Authors Emery M, Ghumman W, Teague S, Mahenthiran J

Published 8 February 2008 Volume 2008:4(1) Pages 259—262

DOI https://doi.org/10.2147/VHRM.S2309


Michael Emery1, Waqas Ghumman1, Shawn Teague2, Jo Mahenthiran1

1Krannert Institute of Cardiology, 2Department of Radiology, Indiana University School of Medicine, Indianapolis, Indiana, USA

Abstract: A 23-year-old male referred for evaluation of a “choking” sensation with exertion and a murmur. A transthoracic echocardiogram demonstrated right atrial and ventricular dilatation, right ventricular volume overload, and a large secundum atrial septal defect (ASD) with left to right shunt and a calculated pulmonary-to-systemic blood flow ratio (Qp/Qs) estimated at 2.3 to 1. Cardiac catheterization also demonstrated evidence of the ASD with Qp/Qs of 4.6 to 1 with a significant step-up in oxygen saturation at the right atrial level. Additionally, an anomalous left main coronary artery (ALMCA) origin from the anterior right coronary cusp was suspected. Using 64-slice multidetector computed tomography coronary angiography (CCTA) the left main coronary artery was seen to arise from the right coronary cusp then traverse between the pulmonary trunk and the proximal ascending aorta before bifurcating into the left anterior descending and circumflex arteries that followed their normal courses distally.

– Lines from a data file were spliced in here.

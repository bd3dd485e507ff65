//! LSTM model and optimizer

mod config;
mod lstm;
mod optimizer;

pub use config::LstmConfig;
pub use lstm::{Lstm, LstmCell};
pub use optimizer::{Adam, Optimizer};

Based on the high risk nature of associated sudden death from an anomalous left main coronary artery (ALMCA) coursing between the aorta and the pulmonary trunk, the patient underwent surgical re-implantation of the ALMCA to the left coronary cusp and repair of the ASD. This case highlights a rare finding of a hazardous ALMCA in a patient with a secundum ASD and the utility of CCTA in evaluating the course of coronary anomalies along with other cardiac pathology.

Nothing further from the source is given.